PIP-Implantate und Folgekosten:
Solidarität als Grundpfeiler der GKV

Berlin – „Es ist einem Antrag der Fraktion ,Die Linke’ zu verdanken, dass der Gesundheitsausschuss des Bundestages Ende April zum Thema ,Opfer des Brustimplantate-Skandals unterstützen – Keine Kostenbeteiligung bei medizinischer Notwendigkeit’ diskutiert wurde“, berichtet Prof. Dr. Peter M. Vogt, Präsident der Deutschen Gesellschaft der Plastischen, Rekonstruktiven und Ästhetischen Chirurgen (DGPRÄC). Er ergänzt, dass eine grundsätzliche Diskussion des Paragraphen § 52 Abs. 2 SGB V, also der Folgekostenregelung aus Sicht der DGPRÄC überfällig war.

Einführung des Selbstverschuldungsprinzips
„Aus meiner Sicht ist es nicht hinnehmbar, dass Patientinnen für die schicksalhaften Folgen eines ästhetischen Eingriffs von der Gesetzlichen Krankenversicherung an den Folgekosten beteiligt werden müssen“, erläutert Prof. Vogt. Dies habe man in der Stellungnahme zur Bundestagsanhörung auch erneut deutlich gemacht: „Neben dem grundsätzlichen Zweifel an der Sinnhaftigkeit des Paragraphen 52 bestehen insbesondere Zweifel an der Beschränkung auf die Risiken, die sich aus Schönheitsoperationen, Tätowierungen und Piercings ergeben. Dies widerspricht aus unserer Sicht massiv dem Gleichbehandlungsgrundsatz und somit dem Grundgesetz.“ Matthias Bernzen, Richter am Sozialgericht Düsseldorf, argumentierte ähnlich und wies darauf hin, dass die derzeitige Beschränkung auf Gesundheitsrisiken infolge von Schönheitsoperationen, Tätowierungen und Piercings eine „sachlich nicht gerechtfertigte Ungleichbehandlung“ darstelle.

Solidarität – eine Systemfrage
Entsprechend hatte die DGPRÄC in ihrer Stellungnahme angemahnt, dass die Einführung des Selbstverschuldungsprinzips in der GKV, so dies denn politischer Wille sei, eine völlige Neuausrichtung der GKV erforderlich mache. „Dabei ist aus meiner Sicht völlig unklar, wie man selbstbeförderte Risiken im System abbilden sollte.
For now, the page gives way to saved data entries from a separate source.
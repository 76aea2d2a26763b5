//! Conversation input and normalized chat results.

use hcommon::{ChatOptions, MetadataMap};
use hprovider::{BoxedStream, FinishReason, Message, Role, TokenUsage, ToolCall};

use crate::ChatError;

/// Generation metadata key holding the provider response id.
pub const METADATA_ID: &str = "id";
/// Generation metadata key holding the assistant role.
pub const METADATA_ROLE: &str = "role";
/// Generation metadata key holding the raw finish reason.
pub const METADATA_FINISH_REASON: &str = "finish_reason";

/// Ordered messages plus per-call options. Never mutated in place; each tool
/// round builds a new value with [`Conversation::extend_with`].
#[derive(Debug, Clone, PartialEq, Default)]
pub struct Conversation {
    pub messages: Vec<Message>,
    pub options: ChatOptions,
}

impl Conversation {
    pub fn new(messages: Vec<Message>) -> Self {
        Self {
            messages,
            options: ChatOptions::default(),
        }
    }

    pub fn from_user(content: impl Into<String>) -> Self {
        Self::new(vec![Message::user(content)])
    }

    pub fn with_options(mut self, options: ChatOptions) -> Self {
        self.options = options;
        self
    }

    /// Returns a new conversation with `messages` appended and the same options.
    pub fn extend_with<I>(&self, messages: I) -> Self
    where
        I: IntoIterator<Item = Message>,
    {
        let mut extended = self.messages.clone();
        extended.extend(messages);

        Self {
            messages: extended,
            options: self.options.clone(),
        }
    }

    pub fn is_empty(&self) -> bool {
        self.messages.is_empty()
    }
}

#[derive(Debug, Clone, PartialEq, Default)]
pub struct Generation {
    pub index: u32,
    pub text: String,
    pub tool_calls: Vec<ToolCall>,
    /// Raw wire value; empty when the provider has not finished this choice.
    pub finish_reason: String,
    pub metadata: MetadataMap,
}

impl Generation {
    pub fn response_id(&self) -> &str {
        self.metadata_value(METADATA_ID)
    }

    pub fn role(&self) -> Option<Role> {
        match self.metadata_value(METADATA_ROLE) {
            "system" => Some(Role::System),
            "user" => Some(Role::User),
            "assistant" => Some(Role::Assistant),
            "tool" => Some(Role::Tool),
            _ => None,
        }
    }

    pub fn finish(&self) -> Option<FinishReason> {
        FinishReason::parse(&self.finish_reason)
    }

    pub fn has_tool_calls(&self) -> bool {
        !self.tool_calls.is_empty()
    }

    pub fn metadata_value(&self, key: &str) -> &str {
        self.metadata.get(key).map(String::as_str).unwrap_or_default()
    }
}

#[derive(Debug, Clone, PartialEq, Default)]
pub struct ChatResultMetadata {
    pub id: String,
    pub model: String,
    pub usage: TokenUsage,
    pub created: Option<i64>,
}

#[derive(Debug, Clone, PartialEq, Default)]
pub struct ChatResult {
    pub generations: Vec<Generation>,
    pub metadata: ChatResultMetadata,
}

impl ChatResult {
    /// The result for an absent completion or a fragment that failed to normalize.
    pub fn empty() -> Self {
        Self::default()
    }

    pub fn is_empty(&self) -> bool {
        self.generations.is_empty()
    }

    pub fn first(&self) -> Option<&Generation> {
        self.generations.first()
    }

    /// Text of the first generation, or `""` when there is none.
    pub fn text(&self) -> &str {
        self.first()
            .map(|generation| generation.text.as_str())
            .unwrap_or_default()
    }

    pub fn has_tool_calls(&self) -> bool {
        self.generations.iter().any(Generation::has_tool_calls)
    }
}

pub type ChatResultStream<'a> = BoxedStream<'a, Result<ChatResult, ChatError>>;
Schönheitsoperationen, Piercings und Tätowierungen hier als öffentlichkeitswirksames Pilotprojekt zu installieren, bleibt nicht nachvollziehbares Unrecht“, stellt Prof. Vogt fest. Der Komplex müsse auch vor dem Hintergrund des Rückzugs der GKV aus einigen Bereichen betrachtet werden. „So war es vor zehn Jahren noch üblich, bei körperlichen Beschwerden die Kosten einer Brustverkleinerung zu übernehmen. Dies wird zunehmend schwerer, ebenso die Kostenübernahme bei Straffungsoperationen nach starker Gewichtsabnahme und anderes. Selbst die Rekonstruktion nach Brustkrebs wird in Einzelfällen nicht mehr erstattet“, berichtet der Plastische Chirurg aus der Praxis. Er betont, dass diese Patienten nun doppelt gestraft seien – zu den Eingriffskosten käme nun das Risiko der Folgekosten, obgleich der Eingriff aus ärztlicher Sicht durchaus medizinisch indiziert sei. Deutlich werde zunehmend, dass die Kostenübernahme kein geeigneter Parameter sei, um Eingriffe als „medizinisch indiziert“ oder „nicht medizinische indiziert“ zu klassifizieren, schließt Prof. Vogt.